On this score, Plaintiff argues that despite “objective medical findings,” the ALJ “simply failed to account for the Plaintiff's well documented impairments” and “did not put forth a sound rationale for their outright rejection” in connection with her RFC determination. [Pl.'s Br. at 19.] Consider Plaintiff's radiculopathy and lumbar degenerative disc disease first. Plaintiff did not disclose these impairments as a basis supporting her initial applications for disability insurance benefits or supplemental security income, [see R. at 322-32, 388], but Plaintiff believes that the ALJ nevertheless ignored medical evidence tending to reveal their existence, namely: an April 2017 magnetic resonance imaging (MRI) test, a September 2017 electromyography (EMG) test, a March 2021 letter from her treating physician, Dr. Peter Kuponiyi, and Plaintiff's own testimony on April 12, 2021. [Pl.'s Br. at 19 (citing R. at 630-31, 1099100, 1576, 1886).] Not so.

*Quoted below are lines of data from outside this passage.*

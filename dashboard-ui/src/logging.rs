//! Tracing initialisation

use tracing_subscriber::fmt::time::FormatTime;
use tracing_subscriber::{EnvFilter, fmt, prelude::*};

struct LocalTimer;

impl FormatTime for LocalTimer {
    fn format_time(&self, w: &mut fmt::format::Writer<'_>) -> std::fmt::Result {
        write!(w, "{}", chrono::Local::now().format("%Y-%m-%d %H:%M:%S%.3f"))
    }
}

/// Output format of the stdout layer
#[derive(Debug, Clone, Copy, Default, PartialEq, Eq)]
pub enum LogFormat {
    #[default]
    Pretty,
    Json,
}

/// Filter used when `RUST_LOG` is not set
pub fn default_filter() -> EnvFilter {
    if cfg!(debug_assertions) {
        EnvFilter::new("info,dashboard_client=debug,dashboard_ui=debug")
    } else {
        EnvFilter::new("warn")
    }
}

/// Install the global subscriber
///
/// Fails if a subscriber is already installed.
pub fn init(format: LogFormat) -> anyhow::Result<()> {
    let env_filter = EnvFilter::try_from_default_env().unwrap_or_else(|_| default_filter());

    let registry = tracing_subscriber::registry().with(env_filter);
    match format {
        LogFormat::Pretty => {
            let stdout_layer = fmt::layer()
                .with_timer(LocalTimer)
                .with_ansi(true)
                .with_target(true)
                .with_level(true)
                .with_writer(std::io::stdout);
            registry.with(stdout_layer).try_init()?;
        }
        LogFormat::Json => {
            let json_layer = fmt::layer()
                .json()
                .with_timer(LocalTimer)
                .with_target(true)
                .with_writer(std::io::stdout);
            registry.with(json_layer).try_init()?;
        }
    }

    std::panic::set_hook(Box::new(|info| {
        let msg = info.to_string();
        tracing::error!(target: "panic", message = %msg, "panic occurred");
    }));

    tracing::info!(?format, "Tracing initialized");
    Ok(())
}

Beginning with the MRI and EMG, the ALJ clearly considered and discussed this evidence. The ALJ noted that Plaintiff presented to Dr. Glenn Zuck in February 2017 complaining of neck pain and stiffness, mid and low back pain, and left shoulder, thigh, and arm pain. [R. at 155 (citing Ex. 22F at 1).] Dr. Zuck diagnosed Plaintiff with “cervical stenosis with radiculopathy and lumbar and thoracic sprain / strain,” [Ex. 22F at 4], though an April 2017 MRI of the lumbar spine revealed 3 mm of anterolisthesis with disc bulge but no stenosis, [id. at 20]. The September 2017 EMG revealed only “mild” radiculopathy. [R. at 156 (citing Ex. 17F at 42).] Dr. Zuck's progress notes show that Plaintiff had a normal range of motion and that her strength was “5/5 in all areas tested.” [R. at 155 (citing Ex. 22F at 2, 3).] Plaintiff had unremarkable gait and no significant abnormalities in her thoracic spine. [R. at 155 (citing Ex. 22F at 4).] These findings were identified in the ALJ's decision. [See R. at 155-61.] Considering other medical evidence, the ALJ noted that Plaintiff was likely experiencing pain and tenderness, but no spasms or trigger points. [R. at 156, 157, 160.] She was prescribed medication for pain management. [R. at 157.] In August 2017, Plaintiff denied back pain and joint pain and, upon examination, walked with a normal gait. [R. at 161.] The ALJ's discussion of this evidence, in combination with other record evidence, adequately supports her conclusion that Plaintiff could perform light work. The Court thus cannot discern a basis to find that the ALJ “failed to consider” whether radiculopathy or lumbar degenerative disc disease prevented Plaintiff from performing light work.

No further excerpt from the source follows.